On Thu, 28 Nov 1996, Martin Duerst wrote:

> I was there, but don't remember this part of the discussion.
> Defining entity names for things such as "..." may not be that
> bad an idea.
> However, one has to be aware of a few related facts before
> actually doing this:
> 
> - Using 8-bit data directly and correctly labeling the page as
> 	being in Windows Code Page 1252 encoding is an existing
> 	solution (as far as browsers support CP 1252, and as
> 	far as starting to use all kinds of proprietary encodings
> 	is not really ideal).
> - Using the correct numeric character reference is also a
> 	solution. As this uses decimal values beyond 255,
> 	and I have not yet heard of any pages using such values
> 	for something else than Unicode, it should not cause
> 	compatibility problems. It works on all browsers
> 	that support this part of the i18n spec.
> - When we developed the i18n draft, we were repeatedly asked
> 	from various parties to include more entities. This
> 	included all kinds of areas. We decided to complete
> 	Latin-1, but not to go beyond it to not delay our work
> 	further. I guess if anybody starts to work on additional
> 	character entities, (s)he won't be able to stop with
> 	the few characters that are in CP 1252. The list may
> 	quickly become so long as to not be feasible as a
> 	single list, also.
> 
> Regards,	Martin.

I take back my advocacy of the use of entity names to represent 
characters in the illegal range 80-9F.  As Martin implies, this 
approach would be difficult to deploy and would require growing 
tables of entity names in both browsers and authoring tools.  I 
agree with his view that the best, simplest and cheapest way to 
solve this is to:

1.  Implement support for Unicode-based numeric character 
    references in browsers and authoring tools.

2.  Start using the correct Unicode numeric character references 
    to represent all characters which would otherwise be illegal.

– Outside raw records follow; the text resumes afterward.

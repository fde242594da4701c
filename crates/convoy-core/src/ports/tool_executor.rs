//! Tool execution port used by the conversation orchestrator.
//!
//! The orchestrator never talks to connections directly. It asks an
//! executor for the catalog and hands it one tool call at a time; the
//! executor resolves ownership, invokes the server, and normalizes the
//! result to a string.

use async_trait::async_trait;
use thiserror::Error;

use super::tool_server::McpClientError;
use crate::domain::{ServerStatus, ServerTool, ToolCall};

/// Errors scoped to a single tool call.
///
/// The orchestrator contains these: they become tool-result content and
/// never abort the round.
#[derive(Debug, Error)]
pub enum ToolError {
    #[error("Tool not found: {0}")]
    ToolNotFound(String),

    #[error("Server not found: {0}")]
    ServerNotFound(String),

    #[error("Server {server_id} is not connected: {reason}")]
    ServerUnavailable { server_id: String, reason: String },

    #[error("Invalid arguments for tool {tool}: {reason}")]
    InvalidArguments { tool: String, reason: String },

    #[error("Tool {tool} reported an error: {message}")]
    Remote { tool: String, message: String },

    #[error(transparent)]
    Client(#[from] McpClientError),
}

/// Successful tool execution.
#[derive(Debug, Clone, PartialEq, Eq)]
pub struct ToolExecution {
    /// Server that executed the call.
    pub server_id: String,
    /// Result normalized to a single string.
    pub result: String,
}

/// Port giving access to the tool catalog and tool execution.
#[async_trait]
pub trait ToolExecutor: Send + Sync {
    /// Full server-tagged tool catalog.
    async fn available_tools(&self) -> Vec<ServerTool>;

    /// Execute one tool call against its owning server.
    async fn execute(&self, call: &ToolCall) -> Result<ToolExecution, ToolError>;

    /// One status entry per configured server, in configuration order.
    async fn server_status(&self) -> Vec<ServerStatus>;
}
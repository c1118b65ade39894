//! The compiled step contract.
//!
//! The [`compiler`](crate::compiler) lowers each IR node into an
//! `Arc<dyn Node>` step function. Runtime execution (see [`crate::runtime`])
//! invokes these concurrently within a superstep and merges their
//! [`NodePartial`] outputs at the following barrier.

use async_trait::async_trait;
use miette::Diagnostic;
use rustc_hash::FxHashMap;
use serde_json::Value;
use thiserror::Error;

use crate::channels::errors::ErrorEvent;
use crate::message::Message;
use crate::state::StateSnapshot;

/// Runtime-provided context for a single node invocation.
#[derive(Clone, Debug)]
pub struct NodeContext {
    /// The IR node id this invocation corresponds to.
    pub node_id: String,
    /// The superstep number this invocation occurred in.
    pub step: u64,
}

impl NodeContext {
    #[must_use]
    pub fn new(node_id: impl Into<String>, step: u64) -> Self {
        Self {
            node_id: node_id.into(),
            step,
        }
    }
}

/// Partial state update a node step wants merged at the next barrier.
///
/// All fields are optional: a node that only wants to route doesn't need to
/// populate any of them.
///
/// # Examples
/// ```
/// use flowforge::node::NodePartial;
/// use flowforge::message::Message;
///
/// let partial = NodePartial::new().with_messages(vec![Message::assistant("done")]);
/// assert!(partial.extra.is_none());
/// ```
#[derive(Clone, Debug, Default)]
pub struct NodePartial {
    pub messages: Option<Vec<Message>>,
    pub extra: Option<FxHashMap<String, Value>>,
    pub errors: Option<Vec<ErrorEvent>>,
}

impl NodePartial {
    #[must_use]
    pub fn new() -> Self {
        Self::default()
    }

    #[must_use]
    pub fn with_messages(mut self, messages: Vec<Message>) -> Self {
        self.messages = Some(messages);
        self
    }

    #[must_use]
    pub fn with_extra(mut self, extra: FxHashMap<String, Value>) -> Self {
        self.extra = Some(extra);
        self
    }

    #[must_use]
    pub fn with_errors(mut self, errors: Vec<ErrorEvent>) -> Self {
        self.errors = Some(errors);
        self
    }
}

/// Fatal errors that abort a node's step and, per the runtime's exit
/// conditions, the whole run with `node_failed`.
#[derive(Debug, Error, Diagnostic)]
pub enum NodeError {
    #[error("missing expected input: {what}")]
    #[diagnostic(code(flowforge::node::missing_input))]
    MissingInput { what: &'static str },

    #[error("provider error ({provider}): {message}")]
    #[diagnostic(code(flowforge::node::provider))]
    Provider {
        provider: &'static str,
        message: String,
    },

    #[error(transparent)]
    #[diagnostic(code(flowforge::node::serde_json))]
    Serde(#[from] serde_json::Error),

    #[error("validation failed: {0}")]
    #[diagnostic(code(flowforge::node::validation))]
    ValidationFailed(String),
}

/// A compiled, executable unit of work. One instance per IR node.
#[async_trait]
pub trait Node: Send + Sync {
    async fn run(
        &self,
        snapshot: StateSnapshot,
        ctx: NodeContext,
    ) -> Result<NodePartial, NodeError>;
}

Note that point 1. does not require that the application fully 
supports Unicode.  For instance, an application could recognise 
the correct Unicode numeric character references for characters 
that appear in the various Windows Code Pages in the 80-9F area, 
without actually processing them as Unicode characters.

Take the example of the, so called, smart quotes.  In Windows 
Code Page 1252 (Windows Latin 1), the LEFT DOUBLE QUOTATION MARK 
appears at position 93 (147 decimal).  As the numeric character 
reference "&#147;" would be illegal, an authoring tool should 
use the Unicode character U+201C, represented, in decimal, as 
"&#8220;".  A browser would recognise "&#8220;" as representing 
the LEFT DOUBLE QUOTATION MARK and could convert it, for display 
purposes, to any encoding it liked, eg to character 93 in Windows 
Code Page 1252.

Regards to the turkeys,
Misha